**Exercise input**

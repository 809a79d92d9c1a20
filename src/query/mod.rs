//! Query Engine
//!
//! Turns an untyped JSON search body into a result:
//!
//! - **AST**: `QuerySpec` and its clause types
//! - **Parser**: validate JSON into a `QuerySpec`
//! - **Plan**: compile a spec into a conjunction, order key and aggregate
//! - **Executor**: run a plan against a `ReadingStore`
//!
//! # Examples
//!
//! ## Using the Query Builder
//!
//! ```rust,ignore
//! use weatherlog::query::{AggregateOp, QueryExecutor, QuerySpec, SortOrder};
//! use weatherlog::storage::Column;
//!
//! let spec = QuerySpec::builder()
//!     .range(Column::Temperature, 10.0, 20.0)
//!     .sort(Column::Humidity, SortOrder::Descending)
//!     .build()?;
//!
//! let outcome = executor.execute_spec(&spec).await?;
//! ```
//!
//! ## Using a JSON Body
//!
//! ```rust,ignore
//! let outcome = executor.execute_json(&serde_json::json!({
//!     "filters": { "visibility": { "eq": "G" } },
//!     "aggregate": { "column": "rainfall", "operator": "avg" }
//! })).await?;
//! ```

mod ast;
mod error;
mod executor;
mod parser;
mod plan;

pub use ast::{
    AggregateOp, AggregateSpec, Comparison, Predicate, QuerySpec, QuerySpecBuilder, SortOrder,
    SortSpec,
};
pub use error::{QueryError, QueryResult};
pub use executor::{AggregateResult, QueryExecutor, QueryOutcome};
pub use parser::{parse_query_spec, parse_query_str};
pub use plan::{AggregatePlan, Condition, Conjunction, OrderKey, QueryPlan};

**Task description**
Give the count of lines containing the word "await" in the listing, and no other text.

**Result for this exercise**
2